The ketone metabolite β-hydroxybutyrate blocks the NLRP3 inflammasome-mediated inflammatory disease

Youm YH1, Nguyen KY1, Grant RW2, Goldberg EL1, Bodogai M3, Kim D4, D.Agostino D5, Planavsky N6, Lupfer C7, Kannaganti TD7, Kang S8, Horvath TL1, Crawford PA9, Biragyn A3, Alnemri E8, Dixit VD10.

Citation: Nat. Med. 2015 Mar; 21(3):263-9 doi: 10.1038/nm.3804. Epud 2015 Feb 16.
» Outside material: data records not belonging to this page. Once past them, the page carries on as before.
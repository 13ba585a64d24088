//! The portable schematic document: a guild's roles, categories and channels at one point in
//! time, with permissions stored as capability names rather than bitmasks.

mod snapshot;
pub use snapshot::{Snapshot, SnapshotMetadata, FORMAT_VERSION};

mod role;
pub use role::SnapshotRole;

mod channel;
pub use channel::SnapshotChannel;

mod overwrite;
pub use overwrite::SnapshotOverwrite;
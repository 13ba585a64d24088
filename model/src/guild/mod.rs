mod guild;
pub use guild::Guild;

mod role;
pub use role::Role;

mod member;
pub use member::Member;
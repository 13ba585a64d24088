mod command;
pub use command::{Invoker, SchematicCommand, EXPORT, IMPORT};

mod cooldown;
pub use cooldown::CooldownService;

mod session;
pub use session::{ImportSession, SessionStore};
use async_trait::async_trait;

/// A table owned by this crate that knows how to create itself.
#[async_trait]
pub trait Table: Send + Sync {
    async fn create_schema(&self) -> Result<(), sqlx::Error>;
}
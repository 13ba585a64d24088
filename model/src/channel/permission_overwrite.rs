use serde::{Deserialize, Serialize};
use serde_repr::{Deserialize_repr, Serialize_repr};

use crate::{PermissionBitSet, Snowflake};

#[derive(Serialize, Deserialize, Debug, Clone, Eq, PartialEq)]
pub struct PermissionOverwrite {
    pub id: Snowflake,

    #[serde(rename = "type")]
    pub overwrite_type: PermissionOverwriteType,

    pub allow: PermissionBitSet,

    pub deny: PermissionBitSet,
}

#[derive(Serialize_repr, Deserialize_repr, Debug, Clone, Copy, Eq, PartialEq, Hash)]
#[repr(u8)]
pub enum PermissionOverwriteType {
    Role = 0,
    Member = 1,
}
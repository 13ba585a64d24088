use serde::de::Unexpected;
use serde_json::Value;

pub fn to_unexpected<'a>(value: Value) -> Unexpected<'a> {
    match value {
        Value::Null => Unexpected::Other("null"),
        Value::Bool(b) => Unexpected::Bool(b),
        Value::Number(n) => {
            if let Some(i) = n.as_i64() {
                Unexpected::Signed(i)
            } else if let Some(f) = n.as_f64() {
                Unexpected::Float(f)
            } else {
                Unexpected::Other("number")
            }
        }
        Value::String(_) => Unexpected::Other("string"),
        Value::Array(_) => Unexpected::Seq,
        Value::Object(_) => Unexpected::Map,
    }
}
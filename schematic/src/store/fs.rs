use std::io::ErrorKind;
use std::path::{Path, PathBuf};

use async_trait::async_trait;
use model::schematic::{Snapshot, SnapshotMetadata};
use model::Snowflake;
use tokio::fs;
use tracing::{debug, warn};

use super::{parse_identifier, SnapshotListing, SnapshotStore};
use crate::error::StoreError;

/// A directory of `<source id>.json` documents.
pub struct FsSnapshotStore {
    dir: PathBuf,
}

impl FsSnapshotStore {
    pub fn new<P: Into<PathBuf>>(dir: P) -> Self {
        Self { dir: dir.into() }
    }

    pub fn dir(&self) -> &Path {
        &self.dir
    }

    fn path_of(&self, source_id: Snowflake) -> PathBuf {
        self.dir.join(format!("{}.json", source_id))
    }
}

#[async_trait]
impl SnapshotStore for FsSnapshotStore {
    async fn list(&self) -> Result<Vec<SnapshotListing>, StoreError> {
        let mut entries = match fs::read_dir(&self.dir).await {
            Ok(entries) => entries,
            Err(e) if e.kind() == ErrorKind::NotFound => return Ok(Vec::new()),
            Err(e) => return Err(e.into()),
        };

        let mut listings = Vec::new();
        while let Some(entry) = entries.next_entry().await? {
            let path = entry.path();
            if path.extension().and_then(|ext| ext.to_str()) != Some("json") {
                continue;
            }

            // Only files that `load` can find again are listed
            let identifier = match path.file_stem().and_then(|stem| stem.to_str()) {
                Some(stem) if parse_identifier(stem).is_ok() => stem.to_owned(),
                _ => continue,
            };

            // A broken file should not hide the rest of the listing
            let raw = match fs::read(&path).await {
                Ok(raw) => raw,
                Err(e) => {
                    warn!(path = %path.display(), error = %e, "Skipping unreadable snapshot");
                    continue;
                }
            };

            match serde_json::from_slice::<SnapshotMetadata>(&raw) {
                Ok(metadata) => listings.push(SnapshotListing {
                    identifier,
                    exported_at: metadata.exported_at,
                    source_id: metadata.source_id,
                }),
                Err(e) => warn!(path = %path.display(), error = %e, "Skipping unreadable snapshot"),
            }
        }

        listings.sort_by(|a, b| b.exported_at.cmp(&a.exported_at));
        Ok(listings)
    }

    async fn load(&self, identifier: &str) -> Result<Snapshot, StoreError> {
        let path = self.path_of(parse_identifier(identifier)?);

        let raw = match fs::read(&path).await {
            Ok(raw) => raw,
            Err(e) if e.kind() == ErrorKind::NotFound => {
                return Err(StoreError::NotFound(identifier.to_owned()))
            }
            Err(e) => return Err(e.into()),
        };

        serde_json::from_slice(&raw).map_err(|e| StoreError::Corrupt {
            identifier: identifier.to_owned(),
            reason: e.to_string(),
        })
    }

    async fn save(&self, snapshot: &Snapshot) -> Result<String, StoreError> {
        fs::create_dir_all(&self.dir).await?;

        let path = self.path_of(snapshot.source_id);
        let json = serde_json::to_vec_pretty(snapshot)?;
        fs::write(&path, json).await?;

        debug!(path = %path.display(), "Saved snapshot");
        Ok(snapshot.source_id.to_string())
    }
}
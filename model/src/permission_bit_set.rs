use crate::channel::Permission;
use serde::de::Error;
use serde::{Deserialize, Deserializer, Serialize, Serializer};
use std::fmt;
use std::fmt::Formatter;
use std::ops::{BitOr, BitOrAssign};

/// Native Discord permission bitmask, serialized as a decimal string.
#[derive(Debug, Clone, Copy, Default, Eq, PartialEq, Hash)]
pub struct PermissionBitSet(pub u64);

impl PermissionBitSet {
    pub const EMPTY: PermissionBitSet = PermissionBitSet(0);

    pub fn all() -> PermissionBitSet {
        PermissionBitSet(Permission::known_bits())
    }

    pub fn has_permission(&self, permission: Permission) -> bool {
        let perm = permission as u64;
        self.0 & perm == perm
    }

    pub fn is_empty(&self) -> bool {
        self.0 == 0
    }

    /// Portable capability names for every set bit, in ascending bit order. Bits Discord has
    /// added since [`Permission`] was last updated are dropped.
    pub fn capabilities(&self) -> Vec<String> {
        Permission::ALL
            .iter()
            .filter(|perm| self.has_permission(**perm))
            .map(|perm| perm.name().to_owned())
            .collect()
    }

    /// Inverse of [`PermissionBitSet::capabilities`]. Names that are not capabilities are ignored.
    pub fn from_capabilities<I, S>(names: I) -> PermissionBitSet
    where
        I: IntoIterator<Item = S>,
        S: AsRef<str>,
    {
        names
            .into_iter()
            .filter_map(|name| Permission::from_name(name.as_ref()))
            .fold(PermissionBitSet::EMPTY, |set, perm| set | perm)
    }
}

impl From<Permission> for PermissionBitSet {
    fn from(permission: Permission) -> Self {
        PermissionBitSet(permission as u64)
    }
}

impl BitOr for PermissionBitSet {
    type Output = PermissionBitSet;

    fn bitor(self, rhs: Self) -> Self::Output {
        PermissionBitSet(self.0 | rhs.0)
    }
}

impl BitOr<Permission> for PermissionBitSet {
    type Output = PermissionBitSet;

    fn bitor(self, rhs: Permission) -> Self::Output {
        PermissionBitSet(self.0 | rhs as u64)
    }
}

impl BitOrAssign for PermissionBitSet {
    fn bitor_assign(&mut self, rhs: Self) {
        self.0 |= rhs.0;
    }
}

impl Serialize for PermissionBitSet {
    fn serialize<S: Serializer>(&self, serializer: S) -> Result<S::Ok, S::Error> {
        serializer.serialize_str(&self.0.to_string())
    }
}

impl<'de> Deserialize<'de> for PermissionBitSet {
    fn deserialize<D: Deserializer<'de>>(deserializer: D) -> Result<Self, D::Error> {
        Ok(PermissionBitSet(
            String::deserialize(deserializer)?
                .parse()
                .map_err(Error::custom)?,
        ))
    }
}

impl fmt::Display for PermissionBitSet {
    fn fmt(&self, f: &mut Formatter<'_>) -> fmt::Result {
        write!(f, "{}", self.0)
    }
}
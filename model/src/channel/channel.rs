use serde::{Deserialize, Serialize};

use super::{ChannelType, ForumTag, PermissionOverwrite};
use crate::Snowflake;

#[derive(Serialize, Deserialize, Debug, Clone)]
pub struct Channel {
    pub id: Snowflake,
    #[serde(rename = "type")]
    pub channel_type: ChannelType,
    #[serde(skip_serializing_if = "Option::is_none")]
    pub guild_id: Option<Snowflake>,
    #[serde(skip_serializing_if = "Option::is_none")]
    pub position: Option<u16>,
    #[serde(default)]
    pub permission_overwrites: Vec<PermissionOverwrite>,
    #[serde(default)]
    pub name: String,
    #[serde(skip_serializing_if = "Option::is_none")]
    pub topic: Option<String>,
    #[serde(skip_serializing_if = "Option::is_none")]
    pub nsfw: Option<bool>,
    #[serde(skip_serializing_if = "Option::is_none")]
    pub bitrate: Option<u32>,
    #[serde(skip_serializing_if = "Option::is_none")]
    pub user_limit: Option<u16>,
    #[serde(skip_serializing_if = "Option::is_none")]
    pub parent_id: Option<Snowflake>,
    #[serde(skip_serializing_if = "Option::is_none")]
    pub available_tags: Option<Vec<ForumTag>>,
}

impl PartialEq for Channel {
    fn eq(&self, other: &Self) -> bool {
        self.id == other.id
    }
}
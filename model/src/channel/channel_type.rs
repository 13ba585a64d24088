use serde_repr::{Deserialize_repr, Serialize_repr};
use ChannelType::*;

#[derive(Serialize_repr, Deserialize_repr, Debug, Clone, Copy, Eq, PartialEq, Hash)]
#[repr(u8)]
pub enum ChannelType {
    GuildText = 0,
    DM = 1,
    GuildVoice = 2,
    GroupDM = 3,
    GuildCategory = 4,
    GuildNews = 5,
    GuildAnnouncementThread = 10,
    GuildPublicThread = 11,
    GuildPrivateThread = 12,
    GuildStageVoice = 13,
    GuildDirectory = 14,
    GuildForum = 15,
    GuildMedia = 16,
}

impl ChannelType {
    pub fn is_thread(&self) -> bool {
        matches!(
            self,
            GuildAnnouncementThread | GuildPublicThread | GuildPrivateThread
        )
    }

    pub fn is_category(&self) -> bool {
        *self == GuildCategory
    }

    /// Channels that carry `bitrate` and `user_limit`.
    pub fn is_voice(&self) -> bool {
        matches!(self, GuildVoice | GuildStageVoice)
    }

    /// Channels that carry `available_tags`.
    pub fn is_forum(&self) -> bool {
        matches!(self, GuildForum | GuildMedia)
    }

    /// Whether the channel belongs to a guild's structure, as opposed to a DM or a thread.
    pub fn is_guild_structure(&self) -> bool {
        !self.is_thread() && !matches!(self, DM | GroupDM)
    }
}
Link: http://www.ncbi.nlm.nih.gov/pmc/articles/PMC4352123/


The Ketone bodies β-hydroxybutyrate (BHB) and acetoacetate support mammalian survival during states of energy deficit by serving as alternative source of ATP1. BHB levels are elevated during starvation, high-intensity exercise or by the low carbohydrate ketogenic diet2. Prolonged caloric restriction or fasting reduces inflammation as immune system adapts to low glucose supply and energy metabolism switches towards mitochondrial fatty acid oxidation, ketogenesis and ketolysis2-6. However, role of ketones bodies in regulation of innate immune response is unknown. We report that BHB, but neither acetoacetate nor structurally-related short chain fatty acids, butyrate and acetate, suppresses activation of the NLRP3 inflammasome in response to several structurally unrelated NLRP3 activators, without impacting NLRC4, AIM2 or non-canonical caspase-11 inflammasome activation. Mechanistically, BHB inhibits NLRP3 inflammasome by preventing K+ efflux and reducing ASC oligomerization and speck formation. The inhibitory effects of BHB on NLRP3 were not dependent on chirality or classical starvation regulated mechanisms like AMPK, reactive oxygen species (ROS), autophagy or glycolytic inhibition. BHB blocked NLRP3 inflammasome without undergoing oxidation in TCA cycle, independently of uncoupling protein-2 (UCP2), Sirt2, receptor Gpr109a and inhibition of NLRP3 did not correlate with magnitude of histone acetylation in macrophages. BHB reduced the NLRP3 inflammasome mediated IL-1β and IL-18 production in human monocytes. In vivo, BHB attenuates caspase-1 activation and IL-1β secretion in mouse models of NLRP3-mediated diseases like Muckle-Wells Syndrome (MWS), Familial Cold Autoinflammatory syndrome (FCAS) and urate crystal induce body cavity inflammation. Taken together, these findings suggest that the anti-inflammatory effects of caloric restriction or ketogenic diets may be mechanistically linked to BHB-mediated inhibition of the NLRP3 inflammasome, and point to the potential use of interventions that elevate circulating BHB against NLRP3-mediated proinflammatory diseases.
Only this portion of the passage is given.